# [Dataset extract]
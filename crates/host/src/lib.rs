//! Host side of the cleanup registry.
//!
//! [`HostRemover`] is the [`RemovalExecutor`](cascade_registry::RemovalExecutor)
//! a host plugs into a [`CleanupRegistry`](cascade_registry::CleanupRegistry):
//! it maps each node's [`HostViewId`](cascade_registry::HostViewId) onto the
//! host's [`HostTree::detach`] primitive under the resolved bridge.
//! [`ViewTree`] is a headless host tree usable in tests and embedders without
//! a real presentation layer.

/// Host error types.
pub mod error;
/// Removal executor backed by a host tree.
pub mod remover;
/// In-memory host view tree.
pub mod tree;

pub use error::HostError;
pub use remover::HostRemover;
pub use tree::{HostTree, ViewTree};
#[cfg(test)]
mod tests {
    use super::*;
    use crate::iface::link::LoopbackLink;
    use crate::network::icmp::{IcmpHeader, ICMP_HEADER_LEN};
    use crate::network::{verify_checksum, IPV4_HEADER_LEN};
    use std::cell::RefCell;
    use std::rc::Rc;

    type Received = Rc<RefCell<Vec<(Ipv4Addr, Ipv4Addr, Vec<u8>)>>>;

    fn addr(s: &str) -> Ipv4Addr {
        s.parse().unwrap()
    }

    fn datagram(src: &str, dst: &str, protocol: u8, ttl: u8, payload: &[u8]) -> Vec<u8> {
        let mut header =
            Ipv4Header::new_simple(protocol, 42, addr(src), addr(dst), payload.len() as u16);
        header.ttl = ttl;
        header.update_checksum();
        header.to_datagram(payload)
    }

    fn router() -> NetworkInterface<LoopbackLink> {
        let mut iface = NetworkInterface::new(LoopbackLink::new());
        iface.set_local_address("10.0.0.1").unwrap();
        iface
            .install_routes(&[
                ("10.0.0.0/24", "10.0.0.2"),
                ("172.16.0.0/12", "10.0.0.3"),
            ])
            .unwrap();
        iface
    }

    fn capture(iface: &mut NetworkInterface<LoopbackLink>) -> Received {
        let received: Received = Rc::new(RefCell::new(Vec::new()));
        let sink = Rc::clone(&received);
        iface.register_receiver(move |src, dst, payload| {
            sink.borrow_mut().push((src, dst, payload.to_vec()));
        });
        received
    }

    #[test]
    fn test_local_tcp_delivery() {
        let mut iface = router();
        let received = capture(&mut iface);

        let packet = datagram("10.0.0.9", "10.0.0.1", protocol::TCP, 10, b"segment");
        assert_eq!(iface.receive(&packet).unwrap(), Disposition::Delivered);

        let received = received.borrow();
        assert_eq!(received.len(), 1);
        assert_eq!(
            received[0],
            (addr("10.0.0.9"), addr("10.0.0.1"), b"segment".to_vec())
        );
        assert!(iface.link().sent().is_empty());
    }

    #[test]
    fn test_local_delivery_ignores_ttl() {
        let mut iface = router();
        let received = capture(&mut iface);

        let packet = datagram("10.0.0.9", "10.0.0.1", protocol::TCP, 1, b"x");
        assert_eq!(iface.receive(&packet).unwrap(), Disposition::Delivered);
        assert_eq!(received.borrow().len(), 1);
        assert!(iface.link().sent().is_empty());
    }

    #[test]
    fn test_local_non_tcp_discarded() {
        let mut iface = router();
        let received = capture(&mut iface);

        let packet = datagram("10.0.0.9", "10.0.0.1", protocol::UDP, 10, b"dgram");
        assert_eq!(
            iface.receive(&packet).unwrap(),
            Disposition::Discarded {
                protocol: protocol::UDP
            }
        );
        assert!(received.borrow().is_empty());
        assert!(iface.link().sent().is_empty());
    }

    #[test]
    fn test_local_tcp_without_handler_discarded() {
        let mut iface = router();
        let packet = datagram("10.0.0.9", "10.0.0.1", protocol::TCP, 10, b"x");
        assert_eq!(
            iface.receive(&packet).unwrap(),
            Disposition::Discarded {
                protocol: protocol::TCP
            }
        );
    }

    #[test]
    fn test_forward_decrements_ttl() {
        let mut iface = router();
        let received = capture(&mut iface);

        let packet = datagram("10.0.0.9", "172.20.1.1", protocol::TCP, 5, b"payload");
        assert_eq!(
            iface.receive(&packet).unwrap(),
            Disposition::Forwarded {
                next_hop: addr("10.0.0.3")
            }
        );
        assert!(received.borrow().is_empty());

        let sent = iface.link_mut().drain();
        assert_eq!(sent.len(), 1);
        assert_eq!(sent[0].next_hop, addr("10.0.0.3"));

        let (header, payload) = Ipv4Header::parse(&sent[0].datagram).unwrap();
        assert_eq!(header.ttl, 4);
        assert!(header.has_valid_checksum());
        assert_eq!(header.src(), addr("10.0.0.9"));
        assert_eq!(header.dst(), addr("172.20.1.1"));
        assert_eq!(header.id, 42);
        assert_eq!(payload, b"payload");
    }

    #[test]
    fn test_forward_preserves_other_fields() {
        let mut iface = router();
        let mut header = Ipv4Header::new_simple(
            protocol::UDP,
            7,
            addr("10.0.0.9"),
            addr("10.0.0.50"),
            3,
        );
        header.dscp_ecn = 0x2e;
        header.flags_frag_offset = 0x4000;
        header.update_checksum();
        let packet = header.to_datagram(&[1, 2, 3]);

        iface.receive(&packet).unwrap();
        let sent = iface.link_mut().drain();
        let (forwarded, _) = Ipv4Header::parse(&sent[0].datagram).unwrap();
        assert_eq!(forwarded.dscp_ecn, 0x2e);
        assert_eq!(forwarded.flags_frag_offset, 0x4000);
        assert_eq!(forwarded.protocol, protocol::UDP);
        assert_eq!(forwarded.total_len, header.total_len);
        assert_eq!(forwarded.ttl, header.ttl - 1);
    }

    #[test]
    fn test_ttl_one_generates_time_exceeded() {
        let mut iface = router();
        let packet = datagram("172.16.5.5", "10.0.0.77", protocol::TCP, 1, &[0xaa; 16]);

        assert_eq!(
            iface.receive(&packet).unwrap(),
            Disposition::TimeExceeded {
                next_hop: Some(addr("10.0.0.3"))
            }
        );

        let sent = iface.link_mut().drain();
        assert_eq!(sent.len(), 1);
        assert_eq!(sent[0].next_hop, addr("10.0.0.3"));

        let (header, icmp) = Ipv4Header::parse(&sent[0].datagram).unwrap();
        assert_eq!(header.protocol, protocol::ICMP);
        assert_eq!(header.ttl, 64);
        assert_eq!(header.src(), addr("10.0.0.1"));
        assert_eq!(header.dst(), addr("172.16.5.5"));
        assert_eq!(header.id, 42);
        assert!(header.has_valid_checksum());
        assert_eq!(header.total_len as usize, IPV4_HEADER_LEN + ICMP_HEADER_LEN + 28);

        let icmp_header = IcmpHeader::from_bytes(icmp).unwrap();
        assert_eq!(icmp_header.msg_type, ICMP_TYPE_TIME_EXCEEDED);
        assert_eq!(icmp_header.msg_code, 0);
        assert!(verify_checksum(icmp));
        assert_eq!(&icmp[ICMP_HEADER_LEN..], &packet[..28]);
    }

    #[test]
    fn test_ttl_zero_also_expires() {
        let mut iface = router();
        let packet = datagram("10.0.0.9", "172.16.0.1", protocol::TCP, 0, b"x");
        assert!(matches!(
            iface.receive(&packet).unwrap(),
            Disposition::TimeExceeded { next_hop: Some(_) }
        ));
        assert_eq!(iface.link().sent().len(), 1);
    }

    #[test]
    fn test_time_exceeded_without_route_to_source() {
        let mut iface = router();
        let packet = datagram("8.8.4.4", "10.0.0.20", protocol::TCP, 1, b"x");
        assert_eq!(
            iface.receive(&packet).unwrap(),
            Disposition::TimeExceeded { next_hop: None }
        );
        assert!(iface.link().sent().is_empty());
    }

    #[test]
    fn test_no_time_exceeded_for_icmp_error() {
        let mut iface = router();
        let error = IcmpUtils::create_error_message(ICMP_TYPE_TIME_EXCEEDED, 0, &[0x45; 28]);
        let packet = datagram("10.0.0.9", "172.16.0.1", protocol::ICMP, 1, &error);

        assert_eq!(
            iface.receive(&packet).unwrap(),
            Disposition::TimeExceeded { next_hop: None }
        );
        assert!(iface.link().sent().is_empty());
    }

    #[test]
    fn test_no_route_sends_unreachable() {
        let mut iface = router();
        let packet = datagram("10.0.0.9", "8.8.8.8", protocol::TCP, 5, b"x");

        let err = iface.receive(&packet).unwrap_err();
        assert!(matches!(err, IpError::NoRoute(dst) if dst == addr("8.8.8.8")));

        let sent = iface.link_mut().drain();
        assert_eq!(sent.len(), 1);
        assert_eq!(sent[0].next_hop, addr("10.0.0.2"));
        let (header, icmp) = Ipv4Header::parse(&sent[0].datagram).unwrap();
        assert_eq!(header.dst(), addr("10.0.0.9"));
        assert_eq!(icmp[0], ICMP_TYPE_DEST_UNREACHABLE);
    }

    #[test]
    fn test_no_route_either_way_drops_silently() {
        let mut iface = router();
        let packet = datagram("8.8.4.4", "8.8.8.8", protocol::TCP, 5, b"x");
        assert!(matches!(iface.receive(&packet), Err(IpError::NoRoute(_))));
        assert!(iface.link().sent().is_empty());
    }

    struct DownLink;

    impl LinkLayer for DownLink {
        fn send(&mut self, _datagram: &[u8], _next_hop: Ipv4Addr) -> std::io::Result<()> {
            Err(std::io::Error::new(std::io::ErrorKind::Other, "link down"))
        }
    }

    #[test]
    fn test_no_route_reported_when_unreachable_send_fails() {
        let mut iface = NetworkInterface::new(DownLink);
        iface.set_local_address("10.0.0.1").unwrap();
        iface.install_routes(&[("10.0.0.0/24", "10.0.0.2")]).unwrap();

        let packet = datagram("10.0.0.9", "8.8.8.8", protocol::TCP, 5, b"x");
        assert!(matches!(
            iface.receive(&packet),
            Err(IpError::NoRoute(dst)) if dst == addr("8.8.8.8")
        ));
    }

    #[test]
    fn test_time_exceeded_quote_excludes_link_padding() {
        let mut iface = router();
        let mut packet = datagram("10.0.0.9", "172.16.0.1", protocol::TCP, 1, &[1, 2]);
        let datagram_len = packet.len();
        packet.extend_from_slice(&[0xee; 10]);

        iface.receive(&packet).unwrap();
        let sent = iface.link_mut().drain();
        let (_, icmp) = Ipv4Header::parse(&sent[0].datagram).unwrap();

        assert_eq!(datagram_len, 22);
        assert_eq!(icmp.len(), ICMP_HEADER_LEN + 22);
        assert_eq!(&icmp[ICMP_HEADER_LEN..], &packet[..22]);
        assert!(verify_checksum(icmp));
    }

    #[test]
    fn test_bad_checksum_rejected() {
        let mut iface = router();
        let received = capture(&mut iface);
        let mut packet = datagram("10.0.0.9", "10.0.0.1", protocol::TCP, 10, b"x");
        packet[10] ^= 0xff;

        assert!(matches!(
            iface.receive(&packet),
            Err(IpError::BadChecksum { .. })
        ));
        assert!(received.borrow().is_empty());
    }

    #[test]
    fn test_bad_checksum_accepted_when_link_ignores_it() {
        let mut iface = NetworkInterface::new(LoopbackLink::with_ignore_checksum(true));
        iface.set_local_address("10.0.0.1").unwrap();
        let received = capture(&mut iface);

        let mut packet = datagram("10.0.0.9", "10.0.0.1", protocol::TCP, 10, b"x");
        packet[10] = 0;
        packet[11] = 0;
        assert_eq!(iface.receive(&packet).unwrap(), Disposition::Delivered);
        assert_eq!(received.borrow().len(), 1);
    }

    #[test]
    fn test_malformed_does_not_poison_interface() {
        let mut iface = router();
        let received = capture(&mut iface);

        assert!(matches!(
            iface.receive(&[0x45, 0x00, 0x00]),
            Err(IpError::TooShort { .. })
        ));

        let packet = datagram("10.0.0.9", "10.0.0.1", protocol::TCP, 10, b"ok");
        assert_eq!(iface.receive(&packet).unwrap(), Disposition::Delivered);
        assert_eq!(received.borrow().len(), 1);
    }

    #[test]
    fn test_send_builds_datagram() {
        let mut iface = router();
        iface.send(b"segment", addr("10.0.0.20")).unwrap();
        iface.send(b"again", addr("172.16.1.1")).unwrap();

        let sent = iface.link_mut().drain();
        assert_eq!(sent.len(), 2);
        assert_eq!(sent[0].next_hop, addr("10.0.0.2"));
        assert_eq!(sent[1].next_hop, addr("10.0.0.3"));

        let (first, payload) = Ipv4Header::parse(&sent[0].datagram).unwrap();
        assert_eq!(first.id, 1);
        assert_eq!(first.ttl, 64);
        assert_eq!(first.protocol, protocol::TCP);
        assert_eq!(first.total_len, 27);
        assert_eq!(first.src(), addr("10.0.0.1"));
        assert_eq!(first.dst(), addr("10.0.0.20"));
        assert!(first.has_valid_checksum());
        assert_eq!(payload, b"segment");

        let (second, _) = Ipv4Header::parse(&sent[1].datagram).unwrap();
        assert_eq!(second.id, 2);
    }

    #[test]
    fn test_send_without_route_fails() {
        let mut iface = router();
        let err = iface.send(b"x", addr("8.8.8.8")).unwrap_err();
        assert!(matches!(err, IpError::NoRoute(_)));
        assert!(iface.link().sent().is_empty());

        // A failed send does not consume an identifier
        iface.send(b"x", addr("10.0.0.5")).unwrap();
        let (header, _) = Ipv4Header::parse(&iface.link().sent()[0].datagram).unwrap();
        assert_eq!(header.id, 1);
    }

    #[test]
    fn test_send_without_local_address_fails() {
        let mut iface = NetworkInterface::new(LoopbackLink::new());
        iface.install_routes(&[("0.0.0.0/0", "10.0.0.2")]).unwrap();
        assert!(matches!(
            iface.send(b"x", addr("8.8.8.8")),
            Err(IpError::AddressNotSet)
        ));
    }

    #[test]
    fn test_identifier_wraps() {
        let mut iface = router();
        iface.next_id = u16::MAX;
        iface.send(b"x", addr("10.0.0.5")).unwrap();
        let (header, _) = Ipv4Header::parse(&iface.link().sent()[0].datagram).unwrap();
        assert_eq!(header.id, 0);
    }

    #[test]
    fn test_invalid_configuration_rejected() {
        let mut iface = router();
        assert!(matches!(
            iface.set_local_address("10.0.0.256"),
            Err(IpError::InvalidAddress(_))
        ));
        assert_eq!(iface.local_address(), Some(addr("10.0.0.1")));

        assert!(iface.install_routes(&[("bogus", "10.0.0.2")]).is_err());
        assert_eq!(iface.forwarding_table().len(), 2);
    }

    #[test]
    fn test_instances_are_independent() {
        let mut a = router();
        let mut b = router();
        a.send(b"x", addr("10.0.0.5")).unwrap();
        a.send(b"x", addr("10.0.0.5")).unwrap();
        b.send(b"x", addr("10.0.0.5")).unwrap();

        let (header, _) = Ipv4Header::parse(&b.link().sent()[0].datagram).unwrap();
        assert_eq!(header.id, 1);
    }
}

# [What to work on]
Copy, please, every line from the start of the entries down to the line that holds "pub use remover::HostRemover;", with both of those lines included and no others.

# [Reply to the exercise]
filename crates/host/src/lib.rs
//! Host side of the cleanup registry.
//!
//! [`HostRemover`] is the [`RemovalExecutor`](cascade_registry::RemovalExecutor)
//! a host plugs into a [`CleanupRegistry`](cascade_registry::CleanupRegistry):
//! it maps each node's [`HostViewId`](cascade_registry::HostViewId) onto the
//! host's [`HostTree::detach`] primitive under the resolved bridge.
//! [`ViewTree`] is a headless host tree usable in tests and embedders without
//! a real presentation layer.

/// Host error types.
pub mod error;
/// Removal executor backed by a host tree.
pub mod remover;
/// In-memory host view tree.
pub mod tree;

pub use error::HostError;
pub use remover::HostRemover;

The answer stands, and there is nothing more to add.